Ce don de l’enseignement, il l’avait découvert en lui, lorsque bachelier à dix-sept ans, il était venu terminer son apprentissage de dessinateur lithographe, chez les Papon-Laroche, à Beaumont. Chargé de l’exécution de tableaux scolaires, il s’était ingénié à les simplifier encore, il avait créé de véritables chefs-d’œuvre de clarté et de précision, qui lui avaient indiqué sa voie, son bonheur à instruire les petits de ce monde. C’était aussi chez les Papon-Laroche qu’il avait connu Salvan, le directeur actuel de l’École normale, et que celui-ci, frappé de sa vocation, l’avait approuvé d’y céder complètement, en devenant l’humble instituteur primaire qu’il était aujourd’hui, convaincu de la noble utilité de son rôle, heureux de le remplir au fond d’un village ignoré. Son amour des pauvres intelligences ensommeillées avait fait sa vie. Aussi, dans sa fonction modeste, sa passion de la vérité ne faisait-elle que grandir, comme un besoin de plus en plus impérieux. Elle finissait par être sa santé, son existence elle-même, car il ne vivait normalement qu’en elle.

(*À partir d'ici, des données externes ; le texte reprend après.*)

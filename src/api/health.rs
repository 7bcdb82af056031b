//! Health check endpoints
//!
//! This module provides health check endpoints for monitoring
//! and container orchestration (Kubernetes, ECS, etc.)

use axum::{extract::State, http::StatusCode, Json};
use serde::Serialize;

use crate::server::state::AppState;

/// Response for the main health check endpoint
#[derive(Serialize)]
pub struct HealthResponse {
    pub status: String,
    pub version: String,
    pub environment: String,
    pub uptime_seconds: u64,
}

/// Response for readiness probe
#[derive(Serialize)]
pub struct ReadinessResponse {
    pub ready: bool,
    pub checks: ReadinessChecks,
}

/// Individual readiness checks
#[derive(Debug, Serialize)]
pub struct ReadinessChecks {
    pub config_loaded: bool,
    pub sandbox: bool,
    pub gemini: bool,
}

/// Response for liveness probe
#[derive(Serialize)]
pub struct LivenessResponse {
    pub alive: bool,
}

/// Main health check endpoint
///
/// Returns overall service health status with version and uptime information.
/// Use this for general health monitoring.
///
/// GET /health
pub async fn health_check(State(state): State<AppState>) -> Json<HealthResponse> {
    Json(HealthResponse {
        status: "healthy".to_string(),
        version: state.settings.app_version.clone(),
        environment: state.settings.environment.to_string(),
        uptime_seconds: state.uptime_seconds(),
    })
}

/// Readiness probe endpoint
///
/// Returns whether the service is ready to accept traffic. The sandbox
/// runtime is checked live; without it every execution would fail, so a
/// dead runtime takes the instance out of rotation.
///
/// GET /ready
pub async fn readiness(State(state): State<AppState>) -> (StatusCode, Json<ReadinessResponse>) {
    let sandbox_ok = state.sandbox.probe().await.is_ok();

    let checks = ReadinessChecks {
        config_loaded: true,
        sandbox: sandbox_ok,
        gemini: state.advisor.ready(),
    };

    // Gemini is non-critical: executions still work without suggestions
    let ready = checks.config_loaded && checks.sandbox;

    let status = if ready {
        StatusCode::OK
    } else {
        StatusCode::SERVICE_UNAVAILABLE
    };

    if !ready {
        tracing::warn!(
            checks = ?checks,
            "Service not ready"
        );
    }

    (status, Json(ReadinessResponse { ready, checks }))
}

/// Liveness probe endpoint
///
/// Returns whether the service is alive and should not be restarted.
/// Used by container orchestrators to detect deadlocks or other fatal issues.
///
/// GET /liveness
pub async fn liveness() -> Json<LivenessResponse> {
    // Simple liveness check - if we can respond, we're alive
    Json(LivenessResponse { alive: true })
}

/// Response for the sandbox health check endpoint
#[derive(Serialize)]
pub struct SandboxHealthResponse {
    pub status: String,
    pub backend: String,
    #[serde(skip_serializing_if = "Option::is_none")]
    pub runtime: Option<String>,
}

/// Sandbox health check endpoint
///
/// Probes the configured execution backend and reports what it found
/// (interpreter version or Docker daemon version).
///
/// GET /health/sandbox
pub async fn sandbox_health(
    State(state): State<AppState>,
) -> (StatusCode, Json<SandboxHealthResponse>) {
    match state.sandbox.probe().await {
        Ok(runtime) => (
            StatusCode::OK,
            Json(SandboxHealthResponse {
                status: "healthy".to_string(),
                backend: state.sandbox.kind().to_string(),
                runtime: Some(runtime),
            }),
        ),
        Err(e) => {
            tracing::warn!(error = %e, "sandbox runtime probe failed");
            (
                StatusCode::SERVICE_UNAVAILABLE,
                Json(SandboxHealthResponse {
                    status: "unhealthy".to_string(),
                    backend: state.sandbox.kind().to_string(),
                    runtime: None,
                }),
            )
        }
    }
}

Et c’était ainsi que, du moment où il ne possédait pas la vérité, il tombait en détresse, en angoisse, torturé par la nécessité immédiate de la conquérir, de l’avoir à lui tout entière, pour l’enseigner aux autres, sous peine de ne plus vivre, de passer les jours dans un intolérable malaise moral et même physique.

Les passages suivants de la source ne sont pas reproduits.